CGA had a 16 color palette. In text mode, every character could be rendered
with the background and foreground of any of the 16 colors. In graphics mode,
you had to select one of two horrible combinations of 3 colors, and could pick
any color to be the fourth color. It was awful for games, being mostly
oriented around having brightly colored text on a black background.

TGA's graphics mode had 4 bit color, which gave it the complete 16 colors of
CGA. It was less terrible, but still pretty garish as you can see from the
screenshots in the article. It inherited the overly bright colors designed for
differentiating text on a black background.

I believe that both CGA and TGA used the a digital connection to the monitor,
and they were compatible with each other. There were on/off RGB lines and a
half bright line that made stuff half as bright, with additional logic for
another independent grey instead of duplicating another black.

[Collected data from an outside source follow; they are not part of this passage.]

//! Binance futures wire types and their conversions into domain types.
//!
//! REST payloads are camelCase with numbers serialized as strings; user-data
//! frames use the exchange's one-character field schema. Numeric strings are
//! parsed leniently at this boundary, matching what the exchange sends for
//! optional fields ("" and "0" both mean absent).

use serde::Deserialize;

use crate::domain::entities::exchange::{ExchangeInfo, SymbolFilter, SymbolInfo};
use crate::domain::entities::order::{OrderAck, OrderSide, OrderStatus};
use crate::domain::entities::stream::{
    AccountUpdateEvent, BalanceUpdate, OrderUpdateEvent, PositionStateUpdate, StreamEvent,
};

pub(crate) fn parse_f64(s: &str) -> f64 {
    s.parse().unwrap_or(0.0)
}

#[derive(Debug, Deserialize)]
pub struct ApiErrorWire {
    pub code: i64,
    pub msg: String,
}

#[derive(Debug, Deserialize)]
pub struct PriceTickerWire {
    pub symbol: String,
    pub price: String,
}

#[derive(Debug, Deserialize)]
#[serde(rename_all = "camelCase")]
pub struct ListenKeyWire {
    pub listen_key: String,
}

#[derive(Debug, Deserialize)]
#[serde(rename_all = "camelCase")]
pub struct ExchangeInfoWire {
    pub symbols: Vec<SymbolInfoWire>,
}

#[derive(Debug, Deserialize)]
#[serde(rename_all = "camelCase")]
pub struct SymbolInfoWire {
    pub symbol: String,
    #[serde(default)]
    pub status: String,
    #[serde(default)]
    pub price_precision: u32,
    #[serde(default)]
    pub quantity_precision: u32,
    #[serde(default)]
    pub filters: Vec<FilterWire>,
}

#[derive(Debug, Deserialize)]
#[serde(rename_all = "camelCase")]
pub struct FilterWire {
    pub filter_type: String,
    #[serde(default)]
    pub step_size: Option<String>,
    #[serde(default)]
    pub min_qty: Option<String>,
    #[serde(default)]
    pub max_qty: Option<String>,
    #[serde(default)]
    pub tick_size: Option<String>,
    #[serde(default)]
    pub min_price: Option<String>,
    #[serde(default)]
    pub max_price: Option<String>,
    #[serde(default, alias = "minNotional")]
    pub notional: Option<String>,
}

impl From<ExchangeInfoWire> for ExchangeInfo {
    fn from(wire: ExchangeInfoWire) -> Self {
        ExchangeInfo {
            symbols: wire.symbols.into_iter().map(SymbolInfo::from).collect(),
        }
    }
}

impl From<SymbolInfoWire> for SymbolInfo {
    fn from(wire: SymbolInfoWire) -> Self {
        let filters = wire.filters.iter().filter_map(convert_filter).collect();
        SymbolInfo {
            symbol: wire.symbol,
            status: wire.status,
            price_precision: wire.price_precision,
            quantity_precision: wire.quantity_precision,
            filters,
        }
    }
}

fn convert_filter(wire: &FilterWire) -> Option<SymbolFilter> {
    let f = |opt: &Option<String>| opt.as_deref().map(parse_f64).unwrap_or(0.0);
    match wire.filter_type.as_str() {
        "LOT_SIZE" => Some(SymbolFilter::LotSize {
            step_size: f(&wire.step_size),
            min_qty: f(&wire.min_qty),
            max_qty: f(&wire.max_qty),
        }),
        "MARKET_LOT_SIZE" => Some(SymbolFilter::MarketLotSize {
            step_size: f(&wire.step_size),
            min_qty: f(&wire.min_qty),
            max_qty: f(&wire.max_qty),
        }),
        "PRICE_FILTER" => Some(SymbolFilter::Price {
            tick_size: f(&wire.tick_size),
            min_price: f(&wire.min_price),
            max_price: f(&wire.max_price),
        }),
        "MIN_NOTIONAL" => Some(SymbolFilter::MinNotional {
            notional: f(&wire.notional),
        }),
        _ => None,
    }
}

#[derive(Debug, Deserialize)]
#[serde(rename_all = "camelCase")]
pub struct OrderResponseWire {
    pub order_id: i64,
    pub symbol: String,
    pub status: String,
    #[serde(default)]
    pub client_order_id: String,
    #[serde(default)]
    pub price: String,
    #[serde(default)]
    pub avg_price: String,
    #[serde(default)]
    pub orig_qty: String,
    #[serde(default)]
    pub executed_qty: String,
    #[serde(default)]
    pub time_in_force: String,
    #[serde(rename = "type", default)]
    pub order_type: String,
    #[serde(default)]
    pub reduce_only: bool,
    #[serde(default)]
    pub side: String,
    #[serde(default)]
    pub stop_price: String,
    #[serde(default)]
    pub update_time: i64,
}

impl From<OrderResponseWire> for OrderAck {
    fn from(wire: OrderResponseWire) -> Self {
        let stop_price = match parse_f64(&wire.stop_price) {
            p if p > 0.0 => Some(p),
            _ => None,
        };
        OrderAck {
            order_id: wire.order_id,
            client_order_id: wire.client_order_id,
            symbol: wire.symbol,
            status: wire.status.parse().unwrap_or(OrderStatus::Unknown),
            side: if wire.side == "SELL" {
                OrderSide::Sell
            } else {
                OrderSide::Buy
            },
            order_type: wire.order_type,
            price: parse_f64(&wire.price),
            avg_price: parse_f64(&wire.avg_price),
            orig_qty: parse_f64(&wire.orig_qty),
            executed_qty: parse_f64(&wire.executed_qty),
            stop_price,
            time_in_force: wire.time_in_force,
            reduce_only: wire.reduce_only,
        }
    }
}

// ---- user-data stream frames ----

#[derive(Debug, Deserialize)]
pub struct EventEnvelope {
    #[serde(rename = "e")]
    pub event_type: String,
}

#[derive(Debug, Deserialize)]
pub struct OrderTradeUpdateWire {
    #[serde(rename = "o")]
    pub order: OrderUpdateWire,
}

#[derive(Debug, Deserialize)]
pub struct OrderUpdateWire {
    #[serde(rename = "s")]
    pub symbol: String,
    #[serde(rename = "c", default)]
    pub client_order_id: String,
    #[serde(rename = "S", default)]
    pub side: String,
    #[serde(rename = "o", default)]
    pub order_type: String,
    #[serde(rename = "x", default)]
    pub execution_type: String,
    #[serde(rename = "X", default)]
    pub status: String,
    #[serde(rename = "i")]
    pub order_id: i64,
    #[serde(rename = "l", default)]
    pub last_filled_qty: String,
    #[serde(rename = "z", default)]
    pub filled_qty: String,
    #[serde(rename = "ap", default)]
    pub avg_price: String,
    #[serde(rename = "rp", default)]
    pub realized_profit: String,
}

#[derive(Debug, Deserialize)]
pub struct AccountUpdateWire {
    #[serde(rename = "a")]
    pub data: AccountUpdateDataWire,
}

#[derive(Debug, Deserialize)]
pub struct AccountUpdateDataWire {
    #[serde(rename = "m", default)]
    pub reason: String,
    #[serde(rename = "B", default)]
    pub balances: Vec<BalanceWire>,
    #[serde(rename = "P", default)]
    pub positions: Vec<PositionWire>,
}

#[derive(Debug, Deserialize)]
pub struct BalanceWire {
    #[serde(rename = "a")]
    pub asset: String,
    #[serde(rename = "wb", default)]
    pub wallet_balance: String,
    #[serde(rename = "cw", default)]
    pub cross_wallet_balance: String,
    #[serde(rename = "bc", default)]
    pub balance_change: String,
}

#[derive(Debug, Deserialize)]
pub struct PositionWire {
    #[serde(rename = "s")]
    pub symbol: String,
    #[serde(rename = "pa", default)]
    pub position_amount: String,
    #[serde(rename = "ep", default)]
    pub entry_price: String,
    #[serde(rename = "up", default)]
    pub unrealized_pnl: String,
    #[serde(rename = "mt", default)]
    pub margin_type: String,
    #[serde(rename = "ps", default)]
    pub position_side: String,
}

impl From<OrderTradeUpdateWire> for OrderUpdateEvent {
    fn from(wire: OrderTradeUpdateWire) -> Self {
        let o = wire.order;
        OrderUpdateEvent {
            symbol: o.symbol,
            order_id: o.order_id,
            client_order_id: o.client_order_id,
            side: o.side,
            order_type: o.order_type,
            execution_type: o.execution_type,
            status: o.status.parse().unwrap_or(OrderStatus::Unknown),
            last_filled_qty: parse_f64(&o.last_filled_qty),
            filled_qty: parse_f64(&o.filled_qty),
            avg_price: parse_f64(&o.avg_price),
            realized_profit: parse_f64(&o.realized_profit),
        }
    }
}

impl From<AccountUpdateWire> for AccountUpdateEvent {
    fn from(wire: AccountUpdateWire) -> Self {
        AccountUpdateEvent {
            reason: wire.data.reason,
            balances: wire
                .data
                .balances
                .into_iter()
                .map(|b| BalanceUpdate {
                    asset: b.asset,
                    wallet_balance: parse_f64(&b.wallet_balance),
                    cross_wallet_balance: parse_f64(&b.cross_wallet_balance),
                    balance_change: parse_f64(&b.balance_change),
                })
                .collect(),
            positions: wire
                .data
                .positions
                .into_iter()
                .map(|p| PositionStateUpdate {
                    symbol: p.symbol,
                    position_amount: parse_f64(&p.position_amount),
                    entry_price: parse_f64(&p.entry_price),
                    unrealized_pnl: parse_f64(&p.unrealized_pnl),
                    margin_type: p.margin_type,
                    position_side: p.position_side,
                })
                .collect(),
        }
    }
}

/// Parse one user-data frame. Frames that are not order or account updates,
/// and frames that fail to decode, yield `None` (likely heartbeats or event
/// kinds this bridge does not consume).
pub fn parse_stream_event(raw: &str) -> Option<StreamEvent> {
    let envelope: EventEnvelope = serde_json::from_str(raw).ok()?;
    match envelope.event_type.as_str() {
        "ORDER_TRADE_UPDATE" => {
            let wire: OrderTradeUpdateWire = serde_json::from_str(raw).ok()?;
            Some(StreamEvent::Order(wire.into()))
        }
        "ACCOUNT_UPDATE" => {
            let wire: AccountUpdateWire = serde_json::from_str(raw).ok()?;
            Some(StreamEvent::Account(wire.into()))
        }
        _ => None,
    }
}

#[cfg(test)]
mod tests {
    use super::*;

    #[test]
    fn parses_order_trade_update_frame() {
        let raw = r#"{
            "e": "ORDER_TRADE_UPDATE",
            "E": 1699999999999,
            "o": {
                "s": "BTCUSDT", "c": "abc", "S": "SELL", "o": "TAKE_PROFIT_MARKET",
                "f": "GTC", "q": "0.002", "p": "0", "ap": "50100.00", "sp": "50100.00",
                "x": "TRADE", "X": "FILLED", "i": 987654, "l": "0.002", "z": "0.002",
                "T": 1699999999999, "t": 1, "rp": "2.00", "R": true
            }
        }"#;
        match parse_stream_event(raw) {
            Some(StreamEvent::Order(ev)) => {
                assert_eq!(ev.symbol, "BTCUSDT");
                assert_eq!(ev.order_id, 987654);
                assert_eq!(ev.status, OrderStatus::Filled);
                assert!((ev.avg_price - 50_100.0).abs() < 1e-9);
                assert!((ev.filled_qty - 0.002).abs() < 1e-9);
            }
            other => panic!("unexpected parse result: {other:?}"),
        }
    }

    #[test]
    fn parses_account_update_frame() {
        let raw = r#"{
            "e": "ACCOUNT_UPDATE",
            "E": 1699999999999,
            "a": {
                "m": "ORDER",
                "B": [{"a": "USDT", "wb": "1000.0", "cw": "1000.0", "bc": "0"}],
                "P": [{"s": "BTCUSDT", "pa": "0.002", "ep": "50000.0", "up": "0.2", "mt": "cross", "ps": "BOTH"}]
            }
        }"#;
        match parse_stream_event(raw) {
            Some(StreamEvent::Account(ev)) => {
                assert_eq!(ev.balances.len(), 1);
                assert_eq!(ev.positions.len(), 1);
                assert!((ev.positions[0].position_amount - 0.002).abs() < 1e-9);
            }
            other => panic!("unexpected parse result: {other:?}"),
        }
    }

    #[test]
    fn unknown_and_malformed_frames_are_dropped_silently() {
        assert!(parse_stream_event(r#"{"e": "listenKeyExpired"}"#).is_none());
        assert!(parse_stream_event("not json").is_none());
        assert!(parse_stream_event(r#"{"ping": 1}"#).is_none());
    }

    #[test]
    fn converts_order_response() {
        let raw = r#"{
            "orderId": 123, "symbol": "BTCUSDT", "status": "NEW",
            "clientOrderId": "x", "price": "0", "avgPrice": "0.00000",
            "origQty": "0.002", "executedQty": "0", "timeInForce": "GTC",
            "type": "STOP_MARKET", "reduceOnly": true, "side": "SELL",
            "stopPrice": "49950.00", "updateTime": 1699999999999
        }"#;
        let wire: OrderResponseWire = serde_json::from_str(raw).unwrap();
        let ack: OrderAck = wire.into();
        assert_eq!(ack.order_id, 123);
        assert_eq!(ack.status, OrderStatus::New);
        assert_eq!(ack.side, OrderSide::Sell);
        assert_eq!(ack.stop_price, Some(49_950.0));
        assert!(ack.reduce_only);
    }

    #[test]
    fn converts_exchange_info_filters() {
        let raw = r#"{
            "symbols": [{
                "symbol": "BTCUSDT", "status": "TRADING",
                "pricePrecision": 2, "quantityPrecision": 3,
                "filters": [
                    {"filterType": "PRICE_FILTER", "tickSize": "0.10", "minPrice": "556.80", "maxPrice": "4529764"},
                    {"filterType": "LOT_SIZE", "stepSize": "0.001", "minQty": "0.001", "maxQty": "1000"},
                    {"filterType": "MIN_NOTIONAL", "notional": "5"},
                    {"filterType": "PERCENT_PRICE", "multiplierUp": "1.05"}
                ]
            }]
        }"#;
        let wire: ExchangeInfoWire = serde_json::from_str(raw).unwrap();
        let info: ExchangeInfo = wire.into();
        let sym = info.symbol("BTCUSDT").unwrap();
        // the unknown PERCENT_PRICE filter is dropped
        assert_eq!(sym.filters.len(), 3);
        assert_eq!(sym.price_precision, 2);
    }
}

EGA had 4 bit indexed color into a 6 bit palette. I honestly think its 6 bit
palette is passable for the darker, moodier environment of Another World,
unlike the CGA palette. But relatively few games used it. Most games
(including, apparently, Another World) used the CGA palette, because then you
would still be compatible with CGA monitors. IMHO the developers would have
done their users a favor by making a third EGA only palette.

I don't recall how EGA's cable worked, whether it was analog like VGA or used
a six bit digital scheme not unlike CGA.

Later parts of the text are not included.